That almost never happens, and therefore your plans should be as adaptable as possible. An interesting new study from a team of researchers from the University of Zurich suggests that having various plan B’s can actually impact our decision making.
When backup plans backfire
“We posit that backup plans change the way that a person pursues a goal, as well as the likelihood of achieving it, even if the backup plans are never used,” the authors say. “In some cases, backup plans are a safety net supporting goal pursuit; however, in other cases, they constitute an unnecessary expense that can undermine motivation to persist with a first-choice plan.”
So, in other words, by creating a backup plan, we can divert precious time and energy away from actually giving plan A the best shot possible.
They came to this conclusion after testing whether having a back-up plan gave participants reassurance, or whether they distracted them from the main goal.
The goal in question was to get participants throwing a ball into a can from a distance. The control group were simply told to throw the balls into the can, with five warm-up throws followed by ten official attempts.
The second group were allowed to switch between a small ball or a larger ball for the five practice throws. The hypothesis is that this distraction would harm performance.
This is there the catch comes in, for the results are as yet unknown, with the above merely a theory of what might/should happen. The theory goes that we underestimate how much of a cost having backup plans will incur, and therefore underestimate their impact on plan A.
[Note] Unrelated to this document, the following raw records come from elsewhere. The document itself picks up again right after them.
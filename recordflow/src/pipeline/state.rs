//! Pipeline lifecycle states.

use serde::{Deserialize, Serialize};
use std::fmt;

/// Lifecycle state of a pipeline.
///
/// The only valid sequence is `Created -> Begun -> Ended -> Released`;
/// `Released` is reachable from every state.
#[derive(Debug, Clone, Copy, PartialEq, Eq, Hash, Serialize, Deserialize)]
#[serde(rename_all = "lowercase")]
pub enum PipelineState {
    /// Built, not yet begun.
    Created,
    /// Accepting records.
    Begun,
    /// Sink closed; no more records.
    Ended,
    /// Resources released. Terminal.
    Released,
}

impl PipelineState {
    /// Returns true for the terminal state.
    #[must_use]
    pub const fn is_terminal(self) -> bool {
        matches!(self, Self::Released)
    }

    /// Returns true if records may be processed.
    #[must_use]
    pub const fn accepts_records(self) -> bool {
        matches!(self, Self::Begun)
    }
}

impl fmt::Display for PipelineState {
    fn fmt(&self, f: &mut fmt::Formatter<'_>) -> fmt::Result {
        let name = match self {
            Self::Created => "created",
            Self::Begun => "begun",
            Self::Ended => "ended",
            Self::Released => "released",
        };
        f.write_str(name)
    }
}
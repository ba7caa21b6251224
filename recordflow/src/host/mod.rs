//! Host capability handles.
//!
//! The surrounding application injects up to two opaque handles: a
//! [`HostRuntime`] for emitting output and asking permission, and an
//! [`ExecutionContext`] describing the environment. The pipeline core never
//! inspects them; it forwards them to the output sink.

use crate::Record;
use std::collections::HashMap;
use std::path::PathBuf;
use std::sync::Arc;
use tracing::{debug, info, warn, Level};

/// Shared host runtime handle.
pub type HostRuntimeHandle = Arc<dyn HostRuntime>;

/// Shared execution context handle.
pub type ExecutionContextHandle = Arc<dyn ExecutionContext>;

/// The invoking host's output and permission channel.
#[cfg_attr(test, mockall::automock)]
pub trait HostRuntime: Send + Sync {
    /// Writes one object to the host's output stream.
    fn write_object(&self, record: &Record);

    /// Writes a verbose diagnostic message.
    fn write_verbose(&self, message: &str);

    /// Writes a warning message.
    fn write_warning(&self, message: &str);

    /// Asks the host whether `action` may be performed on `target`.
    fn should_process(&self, target: &str, action: &str) -> bool;
}

/// The invoking host's execution environment.
#[cfg_attr(test, mockall::automock)]
pub trait ExecutionContext: Send + Sync {
    /// The host's current working directory, used to root relative paths.
    fn working_directory(&self) -> Option<PathBuf>;

    /// Looks up a host session variable.
    fn session_variable(&self, name: &str) -> Option<serde_json::Value>;
}

/// A host runtime that logs everything through `tracing` and approves
/// every action.
#[derive(Debug, Clone)]
pub struct TracingHost {
    level: Level,
}

impl Default for TracingHost {
    fn default() -> Self {
        Self { level: Level::INFO }
    }
}

impl TracingHost {
    /// Creates a tracing host that logs objects at `level`.
    #[must_use]
    pub const fn new(level: Level) -> Self {
        Self { level }
    }
}

impl HostRuntime for TracingHost {
    fn write_object(&self, record: &Record) {
        if self.level == Level::DEBUG || self.level == Level::TRACE {
            debug!(record = %record, "Output object");
        } else {
            info!(record = %record, "Output object");
        }
    }

    fn write_verbose(&self, message: &str) {
        debug!("{}", message);
    }

    fn write_warning(&self, message: &str) {
        warn!("{}", message);
    }

    fn should_process(&self, _target: &str, _action: &str) -> bool {
        true
    }
}

/// A fixed execution context.
#[derive(Debug, Clone, Default)]
pub struct StaticExecutionContext {
    working_directory: Option<PathBuf>,
    variables: HashMap<String, serde_json::Value>,
}

impl StaticExecutionContext {
    /// Creates an empty context.
    #[must_use]
    pub fn new() -> Self {
        Self::default()
    }

    /// Sets the working directory.
    #[must_use]
    pub fn with_working_directory(mut self, dir: impl Into<PathBuf>) -> Self {
        self.working_directory = Some(dir.into());
        self
    }

    /// Sets a session variable.
    #[must_use]
    pub fn with_variable(mut self, name: impl Into<String>, value: serde_json::Value) -> Self {
        self.variables.insert(name.into(), value);
        self
    }
}

impl ExecutionContext for StaticExecutionContext {
    fn working_directory(&self) -> Option<PathBuf> {
        self.working_directory.clone()
    }

    fn session_variable(&self, name: &str) -> Option<serde_json::Value> {
        self.variables.get(name).cloned()
    }
}

#[cfg(test)]
mod tests {
    use super::*;

    #[test]
    fn test_tracing_host_approves() {
        let host = TracingHost::default();
        host.write_object(&serde_json::json!({"name": "repo"}));
        host.write_verbose("verbose");
        host.write_warning("warning");
        assert!(host.should_process("out.json", "Write output file"));
    }

    #[test]
    fn test_static_execution_context() {
        let ctx = StaticExecutionContext::new()
            .with_working_directory("/work")
            .with_variable("PWD", serde_json::json!("/work"));

        assert_eq!(ctx.working_directory(), Some(PathBuf::from("/work")));
        assert_eq!(ctx.session_variable("PWD"), Some(serde_json::json!("/work")));
        assert_eq!(ctx.session_variable("missing"), None);
    }
}
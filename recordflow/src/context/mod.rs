//! Immutable per-run configuration.
//!
//! A `PipelineContext` is created once per build and owned by exactly one
//! pipeline. Nothing writes to it after construction, so stages may read it
//! freely.

mod run;

pub use run::PipelineContext;
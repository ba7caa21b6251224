//! Pipeline building and execution.
//!
//! This module provides:
//! - The builder that merges configuration and host hooks
//! - Pipeline kinds and their record processors
//! - The three-phase runtime with deterministic release

mod builder;
#[cfg(test)]
mod integration_tests;
mod kind;
mod processor;
mod runtime;
mod state;

pub use builder::PipelineBuilder;
pub use kind::{ExportKind, NoOpKind, PassthroughKind, PipelineKind};
pub use processor::{ExportProcessor, NoOpProcessor, PassthroughProcessor, RecordProcessor};
pub use runtime::{Pipeline, PipelineLifecycle};
pub use state::PipelineState;
//! Tracing subscriber setup for binaries and tests embedding recordflow.
//!
//! The library itself only emits `tracing` events; installing a subscriber
//! is the embedding application's choice. These helpers install the usual
//! one: `RUST_LOG` wins, otherwise `default_directive` applies.

use tracing_subscriber::{fmt, layer::SubscriberExt, util::SubscriberInitExt, EnvFilter};

/// Log line layout.
#[derive(Debug, Clone, Copy, PartialEq, Eq, Default)]
pub enum LogFormat {
    /// Human-readable lines.
    #[default]
    Pretty,
    /// One JSON object per event.
    Json,
}

fn env_filter(default_directive: &str) -> EnvFilter {
    EnvFilter::try_from_default_env().unwrap_or_else(|_| EnvFilter::new(default_directive))
}

/// Installs a global fmt subscriber.
///
/// Returns false if a global subscriber was already installed, in which case
/// nothing changes. Safe to call more than once.
pub fn init_tracing(default_directive: &str) -> bool {
    init_tracing_with(default_directive, LogFormat::Pretty)
}

/// Installs a global fmt subscriber with the given line layout.
pub fn init_tracing_with(default_directive: &str, format: LogFormat) -> bool {
    let registry = tracing_subscriber::registry().with(env_filter(default_directive));
    let installed = match format {
        LogFormat::Pretty => registry
            .with(fmt::layer().with_target(false).with_level(true))
            .try_init(),
        LogFormat::Json => registry
            .with(fmt::layer().json().with_current_span(false))
            .try_init(),
    };
    installed.is_ok()
}
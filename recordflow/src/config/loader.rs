//! Loading partial configurations from documents and the environment.

use super::{OutputEncoding, OutputFormat, OutputOptions, PipelineOptions, MAX_JSON_INDENT};
use crate::errors::{ConfigurationError, ErrorInfo};
use std::path::Path;

/// Prefix for environment variable overrides.
pub const ENV_PREFIX: &str = "RECORDFLOW_";

const ENV_OUTPUT_PATH: &str = "RECORDFLOW_OUTPUT_PATH";
const ENV_OUTPUT_FORMAT: &str = "RECORDFLOW_OUTPUT_FORMAT";
const ENV_OUTPUT_ENCODING: &str = "RECORDFLOW_OUTPUT_ENCODING";
const ENV_OUTPUT_JSON_INDENT: &str = "RECORDFLOW_OUTPUT_JSONINDENT";

impl PipelineOptions {
    /// Parses options from a JSON document.
    ///
    /// # Errors
    ///
    /// Returns a `ConfigurationError` if the document is malformed.
    pub fn from_json_str(text: &str) -> Result<Self, ConfigurationError> {
        serde_json::from_str(text).map_err(|err| parse_error("json", &err.to_string()))
    }

    /// Parses options from a YAML document.
    ///
    /// An empty document yields empty options.
    ///
    /// # Errors
    ///
    /// Returns a `ConfigurationError` if the document is malformed.
    pub fn from_yaml_str(text: &str) -> Result<Self, ConfigurationError> {
        if text.trim().is_empty() {
            return Ok(Self::default());
        }
        serde_yaml::from_str(text).map_err(|err| parse_error("yaml", &err.to_string()))
    }

    /// Reads options from a `.json`, `.yaml` or `.yml` file.
    ///
    /// # Errors
    ///
    /// Returns a `ConfigurationError` if the file cannot be read, has an
    /// unknown extension, or is malformed.
    pub fn from_path(path: impl AsRef<Path>) -> Result<Self, ConfigurationError> {
        let path = path.as_ref();
        let text = std::fs::read_to_string(path).map_err(|err| {
            ConfigurationError::new(format!(
                "Failed to read options file '{}': {err}",
                path.display()
            ))
            .with_info(
                ErrorInfo::new("CONFIG-FILE-READ", "Options file could not be read")
                    .with_context_entry("path", path.display().to_string()),
            )
        })?;

        let extension = path
            .extension()
            .and_then(|ext| ext.to_str())
            .map(str::to_ascii_lowercase);

        match extension.as_deref() {
            Some("json") => Self::from_json_str(&text),
            Some("yaml" | "yml") => Self::from_yaml_str(&text),
            _ => Err(ConfigurationError::new(format!(
                "Unsupported options file '{}'",
                path.display()
            ))
            .with_info(
                ErrorInfo::new("CONFIG-FILE-FORMAT", "Unknown options file extension")
                    .with_fix_hint("Use a .json, .yaml or .yml options file."),
            )),
        }
    }

    /// Builds a partial configuration from `RECORDFLOW_OUTPUT_*` variables.
    ///
    /// Unrelated variables are ignored and unset variables leave the
    /// corresponding field unset, so the result merges cleanly.
    ///
    /// # Errors
    ///
    /// Returns a `ConfigurationError` if a recognised variable has an
    /// invalid value.
    pub fn from_env_vars<I, K, V>(vars: I) -> Result<Self, ConfigurationError>
    where
        I: IntoIterator<Item = (K, V)>,
        K: AsRef<str>,
        V: AsRef<str>,
    {
        let mut output = OutputOptions::new();

        for (key, value) in vars {
            let key = key.as_ref();
            if !key.starts_with(ENV_PREFIX) {
                continue;
            }
            let value = value.as_ref();

            match key {
                ENV_OUTPUT_PATH if !value.is_empty() => output.path = Some(value.into()),
                ENV_OUTPUT_FORMAT => {
                    output.format = Some(
                        value
                            .parse::<OutputFormat>()
                            .map_err(|msg: String| env_error(key, &msg))?,
                    );
                }
                ENV_OUTPUT_ENCODING => {
                    output.encoding = Some(
                        value
                            .parse::<OutputEncoding>()
                            .map_err(|msg: String| env_error(key, &msg))?,
                    );
                }
                ENV_OUTPUT_JSON_INDENT => {
                    let indent = value
                        .trim()
                        .parse::<u8>()
                        .ok()
                        .filter(|indent| *indent <= MAX_JSON_INDENT)
                        .ok_or_else(|| {
                            env_error(key, &format!("expected 0..={MAX_JSON_INDENT}, got '{value}'"))
                        })?;
                    output.json_indent = Some(indent);
                }
                _ => {}
            }
        }

        Ok(Self::new().with_output(output))
    }

    /// Builds a partial configuration from the process environment.
    ///
    /// # Errors
    ///
    /// See [`PipelineOptions::from_env_vars`].
    pub fn from_env() -> Result<Self, ConfigurationError> {
        Self::from_env_vars(std::env::vars())
    }
}

fn parse_error(kind: &str, detail: &str) -> ConfigurationError {
    ConfigurationError::new(format!("Invalid {kind} options document: {detail}")).with_info(
        ErrorInfo::new("CONFIG-PARSE", "Options document could not be parsed")
            .with_context_entry("format", kind),
    )
}

fn env_error(key: &str, detail: &str) -> ConfigurationError {
    ConfigurationError::new(format!("Invalid value for {key}: {detail}")).with_info(
        ErrorInfo::new("CONFIG-ENV", "Environment override has an invalid value")
            .with_context_entry("variable", key),
    )
}
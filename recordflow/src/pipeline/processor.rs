//! Record processors: the work done inside `process`.

use crate::context::PipelineContext;
use crate::errors::Result;
use crate::release::ReleaseRegistry;
use crate::sink::OutputSink;
use crate::Record;
use tracing::{debug, info};

/// The per-record hook a pipeline drives.
///
/// Processors see the frozen context and write through the sink; they never
/// own either. Resources acquired in `begin` are registered with `releases`
/// so the pipeline frees them exactly once.
pub trait RecordProcessor: Send {
    /// One-time setup, called from `Pipeline::begin`.
    fn begin(&mut self, _context: &PipelineContext, _releases: &ReleaseRegistry) -> Result<()> {
        Ok(())
    }

    /// Consumes one record, writing zero or more results.
    fn process(
        &mut self,
        context: &PipelineContext,
        record: Record,
        sink: &mut dyn OutputSink,
    ) -> Result<()>;

    /// Final work before the sink is closed.
    fn end(&mut self, _context: &PipelineContext, _sink: &mut dyn OutputSink) -> Result<()> {
        Ok(())
    }

    /// Frees processor-owned resources.
    ///
    /// Runs once during `Pipeline::release`, after the registered release
    /// steps and before the sink is released, whatever state the pipeline
    /// reached.
    fn release(&mut self) -> Result<()> {
        Ok(())
    }
}

/// Consumes records without producing output.
#[derive(Debug, Clone, Copy, Default)]
pub struct NoOpProcessor;

impl RecordProcessor for NoOpProcessor {
    fn process(
        &mut self,
        _context: &PipelineContext,
        _record: Record,
        _sink: &mut dyn OutputSink,
    ) -> Result<()> {
        Ok(())
    }
}

/// Writes every record to the sink unchanged.
#[derive(Debug, Clone, Copy, Default)]
pub struct PassthroughProcessor;

impl RecordProcessor for PassthroughProcessor {
    fn process(
        &mut self,
        _context: &PipelineContext,
        record: Record,
        sink: &mut dyn OutputSink,
    ) -> Result<()> {
        sink.write(record)?;
        Ok(())
    }
}

/// Exports records to the configured output.
///
/// Null records carry nothing to export and are skipped.
#[derive(Debug, Clone, Default)]
pub struct ExportProcessor {
    exported: usize,
    skipped: usize,
}

impl ExportProcessor {
    /// Creates a new export processor.
    #[must_use]
    pub fn new() -> Self {
        Self::default()
    }

    /// Returns the number of exported records.
    #[must_use]
    pub const fn exported(&self) -> usize {
        self.exported
    }

    /// Returns the number of skipped records.
    #[must_use]
    pub const fn skipped(&self) -> usize {
        self.skipped
    }
}

impl RecordProcessor for ExportProcessor {
    fn process(
        &mut self,
        context: &PipelineContext,
        record: Record,
        sink: &mut dyn OutputSink,
    ) -> Result<()> {
        if record.is_null() {
            self.skipped += 1;
            debug!(run_id = %context.run_id(), "Skipping null record");
            return Ok(());
        }
        sink.write(record)?;
        self.exported += 1;
        Ok(())
    }

    fn end(&mut self, context: &PipelineContext, _sink: &mut dyn OutputSink) -> Result<()> {
        info!(
            pipeline = %context.name(),
            run_id = %context.run_id(),
            exported = self.exported,
            skipped = self.skipped,
            "Export complete"
        );
        Ok(())
    }
}
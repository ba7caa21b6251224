//! Output sinks.
//!
//! This module provides:
//! - The `OutputSink` contract and shared open/closed bookkeeping
//! - In-memory, host and file sinks
//! - Document serialization and text encoding helpers

mod buffer;
mod file;
mod format;
mod host;
mod writer;

pub use buffer::{BufferSink, SinkRecorder};
pub use file::{FileSink, WRITE_FILE_ACTION};
pub use format::{encode_text, serialize_records};
pub use host::HostSink;
pub use writer::{OutputSink, SinkState};

use crate::config::PipelineOptions;
use std::sync::Arc;

/// Creates a fresh sink for each built pipeline.
pub type SinkFactory = Arc<dyn Fn(&PipelineOptions) -> Box<dyn OutputSink> + Send + Sync>;

/// Chooses the default sink for a configuration.
///
/// A configured output path selects a [`FileSink`]; otherwise output goes
/// to the host through a [`HostSink`].
#[must_use]
pub fn sink_for_options(options: &PipelineOptions) -> Box<dyn OutputSink> {
    match options.output.path {
        Some(ref path) => Box::new(FileSink::new(path, &options.output)),
        None => Box::new(HostSink::new(&options.output)),
    }
}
“The world is probabilistic; it is never guaranteed that a person’s means will necessarily lead to their desired ends. One of the hallmarks of self-regulation is to manage this uncertainty and to cope with setbacks or failures to reach one’s goals,” they say.
The reaction to failure
It brings to mind the current culture regarding failure, and the acceptance of it as a natural byproduct of innovation. By making it so acceptable, are we making it ok to not commit properly to plan A?
It brings to mind the famous story of Hernan Cortes, the famous Spanish conquistadores, who when he landed on the beaches of Mexico, hopelessly outnumbered against the vast Aztec army ordered his ships to be burnt so his men knew that failure was not an option.
There was no plan B. No method of escape. Ok, I know there have been doubts cast over the veracity of that story, but it provides a nice contrast to the notion that failure is ok. Like Cortes, you should assume success, not failure, in whatever you set out to do.